Design

An architect’s rendering of one of three designs, Concept B, for the proposed Confluence Park in the Capital City.

MONTPELIER — Three conceptual designs for a proposed Confluence Park in the Capital City were presented to Montpelier City Council this week.

The park is part of the Taylor Street transit center and housing complex project that is due to be completed in the spring.

The Confluence Park would be a city project in association with the Vermont River Conservancy, an advocacy group for riverfront restoration and clean water initiatives. The park was first proposed in the 1999 Capital District Master Plan as part of a larger-scale riverfront park development that was influenced by earlier city studies — Montpelier Rivers Report and River Visions — dating back to 1995.

It was further supported by the last year’s Team Bridges’ winning Net Zero design contest that proposed a mix of residential, retail and commercial development and open space to create a new riverfront district in the city. Research into potential use of the site as a park is funded in part by a $125,000 grant from Canaday Family Charitable Trust.

At Wednesday’s council meeting, representatives of VRC and Waterbury landscape architects Milone & McBroom presented a study with three different designs for a riverfront park on the Taylor Street project site.

Key elements that public input identified as important to the design included: access to the river for fishing and boating; balanced with other uses on the site, such as the recreation path and access for people with disabilities. Other requests included addressing environmental concerns about water quality, stormwater runoff and flood resilience of the site in the floodplain. Broad areas to consider for the site included landscaping – seating areas, trees and vegetation, shelters and picnic tables, year-round usability and play opportunities.

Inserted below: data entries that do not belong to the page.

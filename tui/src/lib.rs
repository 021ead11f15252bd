//! Estimator TUI - Terminal interface for the City Paint Estimator
//!
//! This crate provides a full-screen terminal chat in which the estimator
//! asks its five questions and shows the paint estimate.
//!
//! # Architecture
//!
//! - **App**: Event loop and rendering
//! - **ConductorClient**: Embedded Conductor, events up and messages down
//! - **DisplayState**: Everything on screen, derived from ConductorMessages
//! - **Theme**: Colors

pub mod app;
pub mod conductor_client;
pub mod display;
pub mod theme;

pub use app::App;
pub use conductor_client::ConductorClient;
pub use display::DisplayState;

Public input also called for public art; bike racks; interpretative signage; incorporating the history of the site; and connectivity to the rest of the city, the North Branch river and other city parks. Spiritual elements proposed included incorporating Abenaki Native-American history, a standing stone circle and a labyrinth of paths.

The three designs proposed included:

— Concept A (called Performance Park) calls for a 380-square-foot pavilion with stepped seating and a 2,800-square-foot performance space; an integrated, uninterrupted recreation path running through the site; a large, accessible river overlook; and river access for fishing and boating.

— Concept B (Heritage Park) features a 2,400-square-foot central plaza with abundant seating; an integrated recreation path into the plaza; two accessible river overlooks and a fishing platform; and river access for fishing and boating.

— Concept C (Riverine Pockets Park) separates the recreation path and the riverfront park; provides two accessible overlooks and a fishing platform; and access to the river for fishing and boating.

According to a score chart during public input on the three options, Concept B received the highest marks for design, complexity and expected cost, followed by Concept A and Concept C, although the score tallies were close.

Councilors welcomed the design concepts to review and discuss at a later council meeting.